You meet a babe at the bar who’s got sass, smarts, and flair, when you start to get excited over the idea of egg nog, Christmas ham, and naked chicks in Santa hats. You start discussing the holidays. Maybe you get sentimental revisiting the days when you used to sit on Santa’s lap as a kid and have to pee so badly, you were afraid you’d wet Santa, but you weren’t going to lose your chance to give him your gift list. Maybe you start waxing poetic about figgy pudding and bizarre porn featuring elves. Whatever the case may be, you take a glance and see it—a glazed look in the Hot One’s eyes.
What could it be, oh hot one?
That’s when she breaks the news to you, a Goy: translation, a non-Jewish boy that she never sat on Santa’s lap, besides that time when she made her ex- boyfriend, who was a little heavy wear a Santa suit so she could act out her Christian fantasies. She’s Jewish. Christmas to her doesn’t mean sweaty uncles and overzealous aunts eating a huge holiday dinner, while hoping you don’t get fondled by an old relative. Christmas means Chinese food and movies. Doing your laundry. Resenting that your non-Jewish friends get this orgasm of a party while you’re counting your eight Hanukkah gifts of a DVD, DVD holder, DVD cleaner, pair of running sneakers, pair of laces, Dr. Scholl’s inserts, foot powder, and sweatband.

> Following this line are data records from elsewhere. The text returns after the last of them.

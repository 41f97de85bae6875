//! Text, JSON and HTML renderings of the summary table.

use std::path::Path;

use base64::Engine;
use serde::Serialize;
use unicode_width::{UnicodeWidthChar, UnicodeWidthStr};

use liftboard_config::Settings;
use liftboard_io::export::{SummaryRow, SUMMARY_HEADERS};
use liftboard_io::logo::Logo;
use liftboard_records::{Selection, SelectionOptions};

use crate::CliError;

/// Widest a table column may grow before its cells are cut.
const MAX_COLUMN_WIDTH: usize = 32;

#[derive(Debug, Serialize)]
pub struct ReportMeta {
    pub title: String,
    pub source: String,
    pub generated_at: String,
    pub version: &'static str,
    pub total_records: usize,
    pub matched_records: usize,
    pub rows: usize,
}

/// Everything a rendering needs about one `best` run.
#[derive(Debug, Serialize)]
pub struct SummaryReport<'a> {
    pub meta: ReportMeta,
    pub selection: &'a Selection,
    pub rows: &'a [SummaryRow],
}

impl<'a> SummaryReport<'a> {
    pub fn new(
        settings: &Settings,
        source: &Path,
        selection: &'a Selection,
        total_records: usize,
        matched_records: usize,
        rows: &'a [SummaryRow],
    ) -> Self {
        Self {
            meta: ReportMeta {
                title: settings.display.title.clone(),
                source: source.display().to_string(),
                generated_at: chrono::Utc::now().to_rfc3339(),
                version: env!("CARGO_PKG_VERSION"),
                total_records,
                matched_records,
                rows: rows.len(),
            },
            selection,
            rows,
        }
    }
}

// ---------------------------------------------------------------------------
// Plain-text table
// ---------------------------------------------------------------------------

fn display_width(s: &str) -> usize {
    UnicodeWidthStr::width(s)
}

/// Cut `s` to at most `width` columns, marking the cut with `..`.
fn clip(s: &str, width: usize) -> String {
    if display_width(s) <= width {
        return s.to_string();
    }
    let budget = width.saturating_sub(2);
    let mut used = 0;
    let mut out = String::new();
    for ch in s.chars() {
        let w = UnicodeWidthChar::width(ch).unwrap_or(0);
        if used + w > budget {
            break;
        }
        used += w;
        out.push(ch);
    }
    out.push_str("..");
    out
}

fn pad(s: &str, width: usize) -> String {
    let clipped = clip(s, width);
    let fill = width.saturating_sub(display_width(&clipped));
    format!("{}{}", clipped, " ".repeat(fill))
}

/// Aligned table: header, rule, one line per row.
pub fn table(rows: &[SummaryRow]) -> String {
    let cells: Vec<[String; 9]> = rows.iter().map(SummaryRow::cells).collect();

    let mut widths = SUMMARY_HEADERS.map(display_width);
    for row in &cells {
        for (w, cell) in widths.iter_mut().zip(row.iter()) {
            *w = (*w).max(display_width(cell));
        }
    }
    for w in widths.iter_mut() {
        *w = (*w).min(MAX_COLUMN_WIDTH);
    }

    let mut out = String::new();
    push_line(&mut out, SUMMARY_HEADERS.iter().copied(), &widths);
    push_line(&mut out, widths.iter().map(|w| "-".repeat(*w)), &widths);
    for row in &cells {
        push_line(&mut out, row.iter().map(String::as_str), &widths);
    }
    out
}

fn push_line<S: AsRef<str>>(out: &mut String, cells: impl Iterator<Item = S>, widths: &[usize]) {
    let line = cells
        .zip(widths)
        .map(|(cell, w)| pad(cell.as_ref(), *w))
        .collect::<Vec<_>>()
        .join("  ");
    out.push_str(line.trim_end());
    out.push('\n');
}

/// One line per control listing the values it accepts.
pub fn options(options: &SelectionOptions) -> String {
    let lines = [
        ("Discipline", &options.discipline),
        ("Sex", &options.sex),
        ("Division", &options.division),
        ("Testing", &options.testing),
        ("Equipment", &options.equipment),
        ("Class", &options.weight_class),
    ];
    let mut out = String::new();
    for (label, values) in lines {
        let shown = if values.is_empty() {
            "(none)".to_string()
        } else {
            values.join(", ")
        };
        out.push_str(&format!("{:<12}{}\n", format!("{}:", label), shown));
    }
    out
}

// ---------------------------------------------------------------------------
// JSON
// ---------------------------------------------------------------------------

pub fn json(report: &SummaryReport<'_>) -> Result<String, CliError> {
    let mut out = serde_json::to_string_pretty(report)
        .map_err(|e| CliError::other(format!("JSON encoding failed: {}", e)))?;
    out.push('\n');
    Ok(out)
}

// ---------------------------------------------------------------------------
// HTML
// ---------------------------------------------------------------------------

fn escape_html(s: &str) -> String {
    let mut out = String::with_capacity(s.len());
    for ch in s.chars() {
        match ch {
            '&' => out.push_str("&amp;"),
            '<' => out.push_str("&lt;"),
            '>' => out.push_str("&gt;"),
            '"' => out.push_str("&quot;"),
            '\'' => out.push_str("&#39;"),
            c => out.push(c),
        }
    }
    out
}

/// Standalone page with the title, the optional logo inlined as a data URI,
/// and the summary table. An empty result renders the no-match message.
pub fn html(report: &SummaryReport<'_>, logo: Option<&Logo>) -> String {
    let title = escape_html(&report.meta.title);
    let mut out = String::new();
    out.push_str("<!DOCTYPE html>\n<html lang=\"en\">\n<head>\n<meta charset=\"utf-8\">\n");
    out.push_str(&format!("<title>{}</title>\n", title));
    out.push_str(
        "<style>\nbody{font-family:sans-serif;margin:2em}\n\
         table{border-collapse:collapse}\n\
         th,td{border:1px solid #ccc;padding:4px 8px;text-align:left}\n\
         th{background:#f0f0f0}\n\
         td.num{text-align:right}\n</style>\n",
    );
    out.push_str("</head>\n<body>\n");

    if let Some(logo) = logo {
        let encoded = base64::engine::general_purpose::STANDARD.encode(&logo.bytes);
        out.push_str(&format!(
            "<img class=\"logo\" alt=\"\" src=\"data:{};base64,{}\">\n",
            logo.mime, encoded
        ));
    }
    out.push_str(&format!("<h1>{}</h1>\n", title));

    if report.rows.is_empty() {
        out.push_str(&format!("<p>{}</p>\n", escape_html(crate::query::NO_MATCH)));
    } else {
        out.push_str("<table>\n<thead><tr>");
        for header in SUMMARY_HEADERS {
            out.push_str(&format!("<th>{}</th>", header));
        }
        out.push_str("</tr></thead>\n<tbody>\n");
        for row in report.rows {
            out.push_str("<tr>");
            for (i, cell) in row.cells().iter().enumerate() {
                // Column 2 is Weight
                let class = if i == 2 { " class=\"num\"" } else { "" };
                out.push_str(&format!("<td{}>{}</td>", class, escape_html(cell)));
            }
            out.push_str("</tr>\n");
        }
        out.push_str("</tbody>\n</table>\n");
    }

    out.push_str(&format!(
        "<footer><small>{} of {} records match. Generated {}.</small></footer>\n",
        report.meta.matched_records,
        report.meta.total_records,
        escape_html(&report.meta.generated_at)
    ));
    out.push_str("</body>\n</html>\n");
    out
}
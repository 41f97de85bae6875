//! One-shot query commands: `best`, `filter`, `options`.

use std::io::Write;
use std::path::{Path, PathBuf};

use clap::{Args, ValueEnum};
use tracing::{debug, info};

use liftboard_config::Settings;
use liftboard_io::export::{records_to_csv, summary_rows, summary_to_csv};
use liftboard_io::logo::load_logo;
use liftboard_io::RecordCache;
use liftboard_records::{
    apply_filter, best_per_class_and_lift, selection_options, DivisionGrouping, Record, Selection,
};

use crate::render::{self, SummaryReport};
use crate::CliError;

/// Shown instead of results while no filter is chosen.
pub const HOME_PROMPT: &str =
    "Choose a division, testing status or another filter to see records (or pass --all).";

/// Shown when a selection leaves nothing to summarise.
pub const NO_MATCH: &str = "No records match the selected filters.";

#[derive(Args, Debug, Clone, Default)]
pub struct SourceArgs {
    /// Records CSV (default: $LIFTBOARD_CSV, then [data] csv in the config)
    #[arg(value_name = "CSV", env = "LIFTBOARD_CSV")]
    pub input: Option<PathBuf>,
}

impl SourceArgs {
    pub fn resolve(&self, settings: &Settings) -> Result<PathBuf, CliError> {
        self.input
            .clone()
            .or_else(|| settings.data.csv.clone())
            .ok_or_else(|| {
                CliError::args("no records file given")
                    .with_hint("pass a CSV path, set LIFTBOARD_CSV, or set [data] csv in the config")
            })
    }
}

/// Filter flags shared by `best` and `filter`. Omitted or `All` means no constraint;
/// `(none)` selects an empty division or class.
#[derive(Args, Debug, Clone, Default)]
pub struct FilterArgs {
    /// Full Power, Single Lifts or All
    #[arg(long, value_name = "DISCIPLINE")]
    pub discipline: Option<String>,

    /// Sex as written in the sheet (e.g. M, F)
    #[arg(long)]
    pub sex: Option<String>,

    /// Division (base name, or group name with --group-divisions)
    #[arg(long)]
    pub division: Option<String>,

    /// Tested or Untested
    #[arg(long, value_name = "STATUS")]
    pub testing: Option<String>,

    /// Equipment as written in the sheet
    #[arg(long)]
    pub equipment: Option<String>,

    /// Weight class (e.g. 90, 140+)
    #[arg(long = "class", value_name = "CLASS")]
    pub weight_class: Option<String>,

    /// Case-insensitive search over lifter and record names (tokens mode also
    /// checks class, division, equipment and testing status)
    #[arg(long, short = 's')]
    pub search: Option<String>,

    /// substring (default) or tokens (every word must appear)
    #[arg(long, value_name = "MODE")]
    pub search_mode: Option<String>,

    /// Match --division against coarse groups (Teen, Junior, Opens, Masters)
    #[arg(long)]
    pub group_divisions: bool,
}

impl FilterArgs {
    /// Build a selection on top of the configured modes.
    pub fn selection(&self, settings: &Settings) -> Result<Selection, CliError> {
        let mut selection = Selection {
            search_mode: settings.query.search_mode,
            division_grouping: settings.query.division_grouping,
            ..Selection::default()
        };
        if self.group_divisions {
            selection.division_grouping = DivisionGrouping::Grouped;
        }

        let fields = [
            ("discipline", &self.discipline),
            ("sex", &self.sex),
            ("division", &self.division),
            ("testing", &self.testing),
            ("equipment", &self.equipment),
            ("class", &self.weight_class),
            ("search", &self.search),
            ("search_mode", &self.search_mode),
        ];
        for (key, value) in fields {
            if let Some(value) = value {
                selection.set(key, value).map_err(CliError::selection)?;
            }
        }
        Ok(selection)
    }
}

#[derive(Debug, Clone, Copy, PartialEq, Eq, ValueEnum)]
pub enum OutputFormat {
    Table,
    Csv,
    Json,
    Html,
}

#[derive(Debug, Clone, Copy, PartialEq, Eq, ValueEnum)]
pub enum ExportFormat {
    Csv,
    Json,
}

/// Load the source through a fresh cache. One-shot commands read the file once.
fn load(settings: &Settings, path: &Path) -> Result<std::sync::Arc<Vec<Record>>, CliError> {
    let mut cache = RecordCache::new(settings.data.encoding);
    cache.load(path).map_err(CliError::source)
}

pub fn cmd_best(
    settings: &Settings,
    source: SourceArgs,
    filters: FilterArgs,
    format: OutputFormat,
    output: Option<PathBuf>,
    all: bool,
) -> Result<(), CliError> {
    let selection = filters.selection(settings)?;
    let path = source.resolve(settings)?;
    let records = load(settings, &path)?;

    if settings.display.require_filter && selection.is_default() && !all {
        debug!("no filter chosen, showing prompt");
        eprintln!("{}", HOME_PROMPT);
        return Ok(());
    }

    let filtered = apply_filter(&records, &selection);
    let best = best_per_class_and_lift(filtered.iter().copied());
    let rows = summary_rows(&best);
    info!(
        "{} records, {} match, {} summary rows",
        records.len(),
        filtered.len(),
        rows.len()
    );

    if rows.is_empty() && format == OutputFormat::Table {
        eprintln!("{}", NO_MATCH);
        return Ok(());
    }

    let report = SummaryReport::new(settings, &path, &selection, records.len(), filtered.len(), &rows);
    let text = match format {
        OutputFormat::Table => render::table(&rows),
        OutputFormat::Csv => summary_to_csv(&rows).map_err(|e| CliError::write(e.to_string()))?,
        OutputFormat::Json => render::json(&report)?,
        OutputFormat::Html => {
            let logo = settings.data.logo.as_deref().and_then(load_logo);
            render::html(&report, logo.as_ref())
        }
    };
    write_output(output.as_deref(), &text)
}

pub fn cmd_filter(
    settings: &Settings,
    source: SourceArgs,
    filters: FilterArgs,
    format: ExportFormat,
    output: Option<PathBuf>,
) -> Result<(), CliError> {
    let selection = filters.selection(settings)?;
    let path = source.resolve(settings)?;
    let records = load(settings, &path)?;

    let filtered = apply_filter(&records, &selection);
    info!("{} of {} records match", filtered.len(), records.len());

    let text = match format {
        ExportFormat::Csv => records_to_csv(&filtered).map_err(|e| CliError::write(e.to_string()))?,
        ExportFormat::Json => {
            let mut json = serde_json::to_string_pretty(&filtered)
                .map_err(|e| CliError::other(format!("JSON encoding failed: {}", e)))?;
            json.push('\n');
            json
        }
    };
    write_output(output.as_deref(), &text)
}

pub fn cmd_options(
    settings: &Settings,
    source: SourceArgs,
    group_divisions: bool,
    json: bool,
) -> Result<(), CliError> {
    let path = source.resolve(settings)?;
    let records = load(settings, &path)?;

    let grouping = if group_divisions {
        DivisionGrouping::Grouped
    } else {
        settings.query.division_grouping
    };
    let options = selection_options(&records, grouping);

    let text = if json {
        let mut json = serde_json::to_string_pretty(&options)
            .map_err(|e| CliError::other(format!("JSON encoding failed: {}", e)))?;
        json.push('\n');
        json
    } else {
        render::options(&options)
    };
    write_output(None, &text)
}

/// Write to `path`, or stdout when it is absent or `-`.
pub fn write_output(path: Option<&Path>, text: &str) -> Result<(), CliError> {
    match path {
        Some(p) if p != Path::new("-") => std::fs::write(p, text)
            .map_err(|e| CliError::write(format!("cannot write {}: {}", p.display(), e))),
        _ => {
            let mut stdout = std::io::stdout().lock();
            stdout
                .write_all(text.as_bytes())
                .and_then(|()| stdout.flush())
                .map_err(|e| CliError::write(format!("cannot write to stdout: {}", e)))
        }
    }
}

#[cfg(test)]
mod tests {
    use super::*;
    use liftboard_records::{Discipline, SearchMode, TestingStatus};

    #[test]
    fn selection_from_flags() {
        let args = FilterArgs {
            discipline: Some("single-lifts".into()),
            sex: Some("F".into()),
            testing: Some("tested".into()),
            weight_class: Some("All".into()),
            search: Some("  jun ".into()),
            ..FilterArgs::default()
        };
        let sel = args.selection(&Settings::default()).unwrap();
        assert_eq!(sel.discipline, Discipline::SingleLifts);
        assert_eq!(sel.sex.as_deref(), Some("F"));
        assert_eq!(sel.testing, Some(TestingStatus::Tested));
        assert_eq!(sel.weight_class, None);
        assert_eq!(sel.search, "jun");
        assert!(!sel.is_default());
    }

    #[test]
    fn selection_inherits_configured_modes() {
        let mut settings = Settings::default();
        settings.query.search_mode = SearchMode::Tokens;
        let sel = FilterArgs::default().selection(&settings).unwrap();
        assert_eq!(sel.search_mode, SearchMode::Tokens);
        assert_eq!(sel.division_grouping, DivisionGrouping::Base);
        assert!(sel.is_default());

        let args = FilterArgs {
            group_divisions: true,
            search_mode: Some("substring".into()),
            ..FilterArgs::default()
        };
        let sel = args.selection(&settings).unwrap();
        assert_eq!(sel.division_grouping, DivisionGrouping::Grouped);
        assert_eq!(sel.search_mode, SearchMode::Substring);
    }

    #[test]
    fn bad_flag_value_is_usage_error() {
        let args = FilterArgs {
            testing: Some("maybe".into()),
            ..FilterArgs::default()
        };
        let err = args.selection(&Settings::default()).unwrap_err();
        assert_eq!(err.code, crate::exit_codes::EXIT_USAGE);
    }

    #[test]
    fn source_falls_back_to_config() {
        let mut settings = Settings::default();
        assert_eq!(
            SourceArgs::default().resolve(&settings).unwrap_err().code,
            crate::exit_codes::EXIT_USAGE
        );

        settings.data.csv = Some(PathBuf::from("/srv/records.csv"));
        assert_eq!(
            SourceArgs::default().resolve(&settings).unwrap(),
            PathBuf::from("/srv/records.csv")
        );

        let explicit = SourceArgs {
            input: Some(PathBuf::from("mine.csv")),
        };
        assert_eq!(explicit.resolve(&settings).unwrap(), PathBuf::from("mine.csv"));
    }
}
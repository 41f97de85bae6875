//! CLI Exit Code Registry
//!
//! Single source of truth for `liftboard` exit codes. Scripts rely on them.
//!
//! | Code | Meaning                                              |
//! |------|------------------------------------------------------|
//! | 0    | Success (including "no filter chosen" prompt)        |
//! | 1    | General error (unspecified)                          |
//! | 2    | Usage error (bad filter value, no records file)      |
//! | 3    | Records file unreadable (missing, decode, columns)   |
//! | 4    | Config file unreadable or invalid                    |
//! | 5    | Output could not be written                          |

/// Success - command completed without errors.
pub const EXIT_SUCCESS: u8 = 0;

/// General error - unspecified failure.
/// Avoid using this; prefer a specific error code.
pub const EXIT_ERROR: u8 = 1;

/// Usage error - bad arguments, unknown filter value, no source file configured.
pub const EXIT_USAGE: u8 = 2;

/// The records file could not be turned into a record set.
/// No partial results are shown.
pub const EXIT_SOURCE: u8 = 3;

/// Config file missing (when given explicitly) or invalid.
pub const EXIT_CONFIG: u8 = 4;

/// Writing stdout or the --output file failed.
pub const EXIT_WRITE: u8 = 5;
//! Trained-model classifier loaded from a serialized artifact.

use std::fs;
use std::path::Path;

use serde::{Deserialize, Serialize};

use krishiguru_core::{AdvisoryError, AdvisoryResult, CropId, FeatureVector, FEATURE_COUNT};

use crate::CropClassifier;

/// Artifact format version this build understands.
pub const MODEL_FORMAT_VERSION: u32 = 1;

/// On-disk model artifact: one centroid per crop class, in feature order
/// N, P, K, temperature, humidity, pH, rainfall.
#[derive(Debug, Clone, PartialEq, Serialize, Deserialize)]
pub struct ModelArtifact {
    pub format_version: u32,
    pub classes: Vec<ClassCentroid>,
}

#[derive(Debug, Clone, PartialEq, Serialize, Deserialize)]
pub struct ClassCentroid {
    pub label: String,
    pub centroid: [f64; FEATURE_COUNT],
}

/// Nearest-centroid classifier over the artifact's classes.
///
/// Inference picks the class whose centroid minimizes squared Euclidean
/// distance to the feature vector; ties go to the earlier class, so
/// prediction stays deterministic for identical inputs.
#[derive(Debug, Clone)]
pub struct CentroidClassifier {
    classes: Vec<(CropId, [f64; FEATURE_COUNT])>,
}

impl CentroidClassifier {
    /// Load and validate an artifact from disk.
    ///
    /// Any failure (missing file, malformed JSON, bad version, empty or
    /// non-finite classes) is `ModelUnavailable`; callers degrade rather
    /// than crash.
    pub fn load(path: &Path) -> AdvisoryResult<Self> {
        let bytes = fs::read(path).map_err(|e| {
            AdvisoryError::model_unavailable(format!("{}: {e}", path.display()))
        })?;
        let artifact: ModelArtifact = serde_json::from_slice(&bytes).map_err(|e| {
            AdvisoryError::model_unavailable(format!("{}: {e}", path.display()))
        })?;
        Self::from_artifact(artifact)
    }

    pub fn from_artifact(artifact: ModelArtifact) -> AdvisoryResult<Self> {
        if artifact.format_version != MODEL_FORMAT_VERSION {
            return Err(AdvisoryError::model_unavailable(format!(
                "unsupported artifact format version {} (expected {})",
                artifact.format_version, MODEL_FORMAT_VERSION
            )));
        }
        if artifact.classes.is_empty() {
            return Err(AdvisoryError::model_unavailable(
                "artifact contains no classes",
            ));
        }
        for class in &artifact.classes {
            if class.label.trim().is_empty() {
                return Err(AdvisoryError::model_unavailable("empty class label"));
            }
            if class.centroid.iter().any(|v| !v.is_finite()) {
                return Err(AdvisoryError::model_unavailable(format!(
                    "non-finite centroid for class '{}'",
                    class.label
                )));
            }
        }

        let classes = artifact
            .classes
            .into_iter()
            .map(|c| (CropId::new(&c.label), c.centroid))
            .collect();
        Ok(Self { classes })
    }

    pub fn class_count(&self) -> usize {
        self.classes.len()
    }
}

impl CropClassifier for CentroidClassifier {
    fn predict(&self, features: &FeatureVector) -> CropId {
        let point = features.as_array();

        // `from_artifact` guarantees at least one class.
        let mut best = &self.classes[0];
        let mut best_dist = squared_distance(&point, &best.1);
        for class in &self.classes[1..] {
            let dist = squared_distance(&point, &class.1);
            if dist < best_dist {
                best = class;
                best_dist = dist;
            }
        }
        best.0.clone()
    }

    fn name(&self) -> &'static str {
        "nearest-centroid"
    }
}

fn squared_distance(a: &[f64; FEATURE_COUNT], b: &[f64; FEATURE_COUNT]) -> f64 {
    a.iter()
        .zip(b.iter())
        .map(|(x, y)| {
            let d = x - y;
            d * d
        })
        .sum()
}
//! One form submission.

use serde::{Deserialize, Serialize};

use krishiguru_core::{Farm, FeatureVector};
use krishiguru_economics::CostModel;

/// Everything one button press carries into the pipeline.
///
/// `FeatureVector` and `Farm` validate at construction, so a `Submission`
/// that exists already satisfies the input preconditions. The cost model
/// is named explicitly per submission; there is no default policy.
#[derive(Debug, Clone, Copy, PartialEq, Serialize, Deserialize)]
pub struct Submission {
    pub features: FeatureVector,
    pub farm: Farm,
    pub cost_model: CostModel,
}

impl Submission {
    pub fn new(features: FeatureVector, farm: Farm, cost_model: CostModel) -> Self {
        Self {
            features,
            farm,
            cost_model,
        }
    }
}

Okay, so there’s no way in hell a Jewish girl would be caught dead in a sweatband, but you get the point. How do you, a nice non-Jewish boy like yourself catch the heart, brain, and panties of said Jewish goddess?
Well, actually it’s not always that tough; although if she’s very religious, chances are you won’t stand a chance unless you sign on to become a member of the tribe. Whether you’re ready to scrub the Gentile out of you or simply dip your toe into celebrating a night of Hanukkah with this Jewess, you simply can’t help but keep your eyes on the Chosen One. That’s because “America, for the most part, loves its Jews,” says Paul Golin, the associate executive director of the Jewish Outreach Institute. “It doesn’t mean that anti-Semitism is over, but there’s much more philo-Semitism than anti-Semitism in America.”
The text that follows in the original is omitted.